Cuida tu cuerpo, pero también tu interior, te conecta a través del trabajo físico y mental con el cuerpo, con la parte más profunda de ti misma. Yo siempre lo había tenido como algo aburrido y en lo que no se hace mucho ejercicio.

Pero conforme ha ido pasando el tiempo, me gusta más y me enganchó. Necesitaba algo que me ayudara a gestionar las emociones y lo encontré.

El afán de instruirme, profundizar y estudiar me llevó a clase de yoga y el primer día salí más relajada y con la mente algo calmada, con los músculos algo más tonificados y parecía —sí, parecía— más alta. La verdad, había oído hablar sobre el yoga y sus propiedades relajantes, pero nunca se me había ocurrido que tuviera tantas facultades: alivia los dolores, mejora la automotivación y la concentración, te mantiene en el peso, reduce el estrés…

Porque la clase de yoga es mucho más que un ejercicio o una simple relajación, la meditación tiene que ver con el cultivo de la paz interior y la quietud, la conexión con el momento presente, aquí y ahora, que tanto nos dice Piedad, mi profesora. Sus verdaderos objetivos comienzan a dar frutos cuando se empieza a escuchar al propio cuerpo con respeto y se es capaz de observar la mente con objetividad y desapego, y se aprende a vivir la vida desde la propia realidad interior.

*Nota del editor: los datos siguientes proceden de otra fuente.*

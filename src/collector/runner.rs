use std::fmt;
use std::path::{Path, PathBuf};
use std::sync::Arc;
use std::sync::atomic::Ordering;
use std::time::{Duration, Instant};

use log::{error, info, warn};
use thiserror::Error;
use tokio::sync::Mutex;
use tokio::task::{JoinHandle, JoinSet};

use crate::{
    aggregate::aggregate,
    archive::{ArchiveError, write_archive},
    config::CollectorConfig,
    metrics::{METRICS, incr},
    schema::Partition,
    source::{MessageSource, SourceError},
};

use super::{
    PartitionOutcome,
    fetcher::{FetchError, PartitionFetcher},
    gate::ConcurrencyGate,
};

/// Run-level failures.
#[derive(Error, Debug)]
pub enum CollectError {
    #[error("a collection run is already in progress")]
    AlreadyRunning,

    #[error("listing channels failed: {0}")]
    ListPartitions(#[source] SourceError),

    /// A fetcher task was cancelled or panicked; the run was aborted
    #[error("fetcher task aborted: {0}")]
    TaskAborted(String),

    #[error("{} channel(s) failed, archive left untouched", .0.len())]
    PartitionsFailed(Vec<PartitionFailure>),

    #[error(transparent)]
    Archive(#[from] ArchiveError),
}

/// A channel that could not be collected, with the reason.
#[derive(Debug, Clone)]
pub struct PartitionFailure {
    pub partition_id: u64,
    pub partition: String,
    pub reason: String,
}

/// Summary returned to whoever triggered the run.
#[derive(Debug, Clone)]
pub struct CollectionReport {
    /// Text channels attempted
    pub partitions: usize,

    /// Channels that returned at least one message
    pub collected: usize,

    /// Channels that were readable but had no messages
    pub empty: usize,

    pub failures: Vec<PartitionFailure>,

    /// Records written to the archive
    pub records: usize,

    pub elapsed: Duration,

    /// Most fetchers observed holding a gate slot at once
    pub peak_concurrency: usize,

    pub archive: PathBuf,
}

impl fmt::Display for CollectionReport {
    fn fmt(&self, f: &mut fmt::Formatter<'_>) -> fmt::Result {
        writeln!(
            f,
            "{} messages from {} channel(s) stored in {}, took {:.2} seconds",
            self.records,
            self.partitions,
            self.archive.display(),
            self.elapsed.as_secs_f64(),
        )?;
        write!(
            f,
            "collected={} empty={} failed={} peak_concurrency={}",
            self.collected,
            self.empty,
            self.failures.len(),
            self.peak_concurrency,
        )?;
        for failure in &self.failures {
            write!(f, "\n  #{} ({}): {}", failure.partition, failure.partition_id, failure.reason)?;
        }
        Ok(())
    }
}

/// Bulk collector for one server.
///
/// Runs one `PartitionFetcher` per text channel, at most
/// `concurrency` at a time, joins them all, then hands the
/// outcomes to the aggregator and archive store.
///
/// DESIGN:
/// - Configuration is passed in, never read from globals
/// - A failing channel does not cancel its siblings
/// - Runs are serialized by an internal lock
pub struct Collector {
    source: Arc<dyn MessageSource>,
    cfg: CollectorConfig,
    gate: ConcurrencyGate,
    run_lock: Mutex<()>,
}

impl Collector {
    pub fn new(source: Arc<dyn MessageSource>, cfg: CollectorConfig) -> Self {
        let gate = ConcurrencyGate::new(cfg.concurrency);
        Self {
            source,
            cfg,
            gate,
            run_lock: Mutex::new(()),
        }
    }

    pub fn gate(&self) -> &ConcurrencyGate {
        &self.gate
    }

    /// Fetches every text channel of `guild_id`.
    ///
    /// Returns once every fetcher has finished or failed. Dropping
    /// the returned future aborts all fetchers still running.
    pub async fn collect(&self, guild_id: u64) -> Result<Vec<PartitionOutcome>, CollectError> {
        let partitions = self
            .source
            .list_partitions(guild_id)
            .await
            .map_err(CollectError::ListPartitions)?;

        let eligible: Vec<Partition> = partitions.into_iter().filter(|p| p.kind.is_text()).collect();
        info!(
            "collecting {} text channel(s) with concurrency {}",
            eligible.len(),
            self.gate.capacity()
        );

        let _reporter = MetricsReporter::start(self.cfg.metrics_interval_secs);

        let fetcher = Arc::new(PartitionFetcher::new(self.source.clone(), self.cfg.clone()));
        let mut set = JoinSet::new();

        for partition in eligible {
            let gate = self.gate.clone();
            let fetcher = fetcher.clone();

            set.spawn(async move {
                let Ok(_slot) = gate.acquire().await else {
                    return PartitionOutcome::Failed { partition, error: FetchError::GateClosed };
                };
                let _active = ActiveFetcher::enter();

                let started = Instant::now();
                match fetcher.fetch_all(&partition).await {
                    Ok(items) => {
                        info!(
                            "channel: {} DONE, {} messages took {:.2} seconds",
                            partition.name,
                            items.len(),
                            started.elapsed().as_secs_f64()
                        );
                        if items.is_empty() {
                            incr(&METRICS.partitions_empty);
                        }
                        incr(&METRICS.partitions_done);
                        PartitionOutcome::Collected { partition, items }
                    }
                    Err(error) => {
                        error!("channel: {} FAILED: {}", partition.name, error);
                        incr(&METRICS.partitions_failed);
                        PartitionOutcome::Failed { partition, error }
                    }
                }
            });
        }

        let mut outcomes = Vec::with_capacity(set.len());
        while let Some(joined) = set.join_next().await {
            match joined {
                Ok(outcome) => outcomes.push(outcome),
                Err(e) => {
                    // Cancellation or panic: the run cannot be trusted
                    set.abort_all();
                    return Err(CollectError::TaskAborted(e.to_string()));
                }
            }
        }

        Ok(outcomes)
    }

    /// Full run: collect, aggregate, replace the archive at `archive`.
    ///
    /// A second call while one is in progress fails with
    /// `AlreadyRunning` instead of racing on the archive file.
    pub async fn run(&self, guild_id: u64, archive: &Path) -> Result<CollectionReport, CollectError> {
        let _running = self.run_lock.try_lock().map_err(|_| CollectError::AlreadyRunning)?;
        let started = Instant::now();

        let outcomes = self.collect(guild_id).await?;

        let failures: Vec<PartitionFailure> = outcomes
            .iter()
            .filter_map(|o| match o {
                PartitionOutcome::Failed { partition, error } => Some(PartitionFailure {
                    partition_id: partition.id,
                    partition: partition.name.clone(),
                    reason: error.to_string(),
                }),
                PartitionOutcome::Collected { .. } => None,
            })
            .collect();

        if !failures.is_empty() {
            if self.cfg.fail_on_partition_error {
                return Err(CollectError::PartitionsFailed(failures));
            }
            warn!("{} channel(s) failed; archiving the rest", failures.len());
        }

        let (collected, empty) = outcomes.iter().fold((0, 0), |(c, e), o| match o {
            PartitionOutcome::Collected { items, .. } if items.is_empty() => (c, e + 1),
            PartitionOutcome::Collected { .. } => (c + 1, e),
            PartitionOutcome::Failed { .. } => (c, e),
        });

        let sort_started = Instant::now();
        let records = aggregate(&outcomes);
        info!(
            "{} messages sorted, took {:.2} seconds",
            records.len(),
            sort_started.elapsed().as_secs_f64()
        );

        let record_count = records.len();
        let path = archive.to_path_buf();
        tokio::task::spawn_blocking(move || write_archive(&path, &records))
            .await
            .map_err(|e| CollectError::TaskAborted(format!("archive writer: {}", e)))??;

        Ok(CollectionReport {
            partitions: outcomes.len(),
            collected,
            empty,
            failures,
            records: record_count,
            elapsed: started.elapsed(),
            peak_concurrency: self.gate.peak(),
            archive: archive.to_path_buf(),
        })
    }
}

/// Keeps `fetchers_active` accurate even when a fetcher is aborted.
struct ActiveFetcher;

impl ActiveFetcher {
    fn enter() -> Self {
        incr(&METRICS.fetchers_active);
        ActiveFetcher
    }
}

impl Drop for ActiveFetcher {
    fn drop(&mut self) {
        METRICS.fetchers_active.fetch_sub(1, Ordering::Relaxed);
    }
}

/// Periodic metrics log line for the duration of a collection.
struct MetricsReporter(Option<JoinHandle<()>>);

impl MetricsReporter {
    fn start(interval_secs: u64) -> Self {
        if interval_secs == 0 {
            return MetricsReporter(None);
        }
        let handle = tokio::spawn(async move {
            let mut ticker = tokio::time::interval(Duration::from_secs(interval_secs));
            ticker.tick().await;
            loop {
                ticker.tick().await;
                info!("[METRICS] {}", METRICS.summary());
            }
        });
        MetricsReporter(Some(handle))
    }
}

impl Drop for MetricsReporter {
    fn drop(&mut self) {
        if let Some(handle) = self.0.take() {
            handle.abort();
        }
    }
}
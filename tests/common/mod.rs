#![allow(dead_code)]

use std::collections::{HashMap, HashSet, VecDeque};
use std::sync::Mutex;
use std::sync::atomic::{AtomicUsize, Ordering};
use std::time::Duration;

use chrono::{TimeZone, Utc};

use chat_archive_collector::{
    config::CollectorConfig,
    schema::{Author, Cursor, Partition, PartitionKind, RawItem},
    source::{MessageSource, SourceError},
};

pub const BASE_SECS: i64 = 1_700_000_000;

/// In-memory server with request accounting.
#[derive(Default)]
pub struct FakeSource {
    partitions: Vec<Partition>,
    history: HashMap<u64, Vec<RawItem>>,
    forbidden: HashSet<u64>,
    scripted: Mutex<HashMap<u64, VecDeque<SourceError>>>,
    fail_listing: bool,
    delay: Duration,

    calls: Mutex<HashMap<u64, usize>>,
    in_flight: AtomicUsize,
    peak_in_flight: AtomicUsize,
}

pub fn item(id: u64, partition_id: u64, secs: i64) -> RawItem {
    RawItem {
        id,
        partition_id,
        author: Author {
            id: 1000 + id % 7,
            username: format!("user{}", id % 7),
            discriminator: "0".to_string(),
        },
        content: format!("message {id}"),
        created_at: Utc.timestamp_opt(secs, 0).unwrap(),
    }
}

impl FakeSource {
    pub fn new() -> Self {
        Self::default()
    }

    /// Text channel with `count` messages, one second apart.
    pub fn with_channel(self, id: u64, name: &str, count: usize) -> Self {
        let items = (0..count as u64)
            .map(|i| item(id * 1_000_000 + i + 1, id, BASE_SECS + i as i64))
            .collect();
        self.with_items(id, name, items)
    }

    pub fn with_items(mut self, id: u64, name: &str, items: Vec<RawItem>) -> Self {
        self.partitions.push(Partition {
            id,
            name: name.to_string(),
            kind: PartitionKind::Text,
        });
        self.history.insert(id, items);
        self
    }

    pub fn with_voice(mut self, id: u64, name: &str) -> Self {
        self.partitions.push(Partition {
            id,
            name: name.to_string(),
            kind: PartitionKind::Other(2),
        });
        self
    }

    pub fn forbid(mut self, id: u64) -> Self {
        self.forbidden.insert(id);
        self
    }

    /// The next `errors.len()` requests to channel `id` fail in order.
    pub fn script_errors(self, id: u64, errors: Vec<SourceError>) -> Self {
        self.scripted.lock().unwrap().insert(id, errors.into());
        self
    }

    pub fn fail_listing(mut self) -> Self {
        self.fail_listing = true;
        self
    }

    pub fn with_delay(mut self, delay: Duration) -> Self {
        self.delay = delay;
        self
    }

    pub fn history(&self, id: u64) -> &[RawItem] {
        &self.history[&id]
    }

    pub fn calls(&self, id: u64) -> usize {
        self.calls.lock().unwrap().get(&id).copied().unwrap_or(0)
    }

    pub fn peak_in_flight(&self) -> usize {
        self.peak_in_flight.load(Ordering::SeqCst)
    }
}

#[async_trait::async_trait]
impl MessageSource for FakeSource {
    async fn list_partitions(&self, _guild_id: u64) -> Result<Vec<Partition>, SourceError> {
        if self.fail_listing {
            return Err(SourceError::Unauthorized);
        }
        Ok(self.partitions.clone())
    }

    async fn fetch_page(
        &self,
        partition: &Partition,
        after: Option<Cursor>,
        limit: usize,
    ) -> Result<Vec<RawItem>, SourceError> {
        *self.calls.lock().unwrap().entry(partition.id).or_default() += 1;

        let now = self.in_flight.fetch_add(1, Ordering::SeqCst) + 1;
        self.peak_in_flight.fetch_max(now, Ordering::SeqCst);
        if !self.delay.is_zero() {
            tokio::time::sleep(self.delay).await;
        }
        self.in_flight.fetch_sub(1, Ordering::SeqCst);

        if self.forbidden.contains(&partition.id) {
            return Err(SourceError::Forbidden);
        }
        let scripted = self
            .scripted
            .lock()
            .unwrap()
            .get_mut(&partition.id)
            .and_then(VecDeque::pop_front);
        if let Some(err) = scripted {
            return Err(err);
        }

        let after_id = after.map_or(0, Cursor::item_id);
        Ok(self
            .history
            .get(&partition.id)
            .map(|items| {
                items
                    .iter()
                    .filter(|i| i.id > after_id)
                    .take(limit)
                    .cloned()
                    .collect()
            })
            .unwrap_or_default())
    }
}

/// Collector settings with fast retries for tests.
pub fn test_config() -> CollectorConfig {
    CollectorConfig {
        backoff_base_ms: 1,
        metrics_interval_secs: 0,
        ..CollectorConfig::default()
    }
}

En resumen, el yoga es una medicina, es regalarme momentos para mí, me sosiega y me conecta más con el presente. Ayuda a compensar las posturas de horas y horas sentada en el despacho y he encontrado a gente, mejor dicho, amigos, con un estilo de vida parecido y similar visión de la vida.

Tengo que mejorar los equilibrios, es mi reto.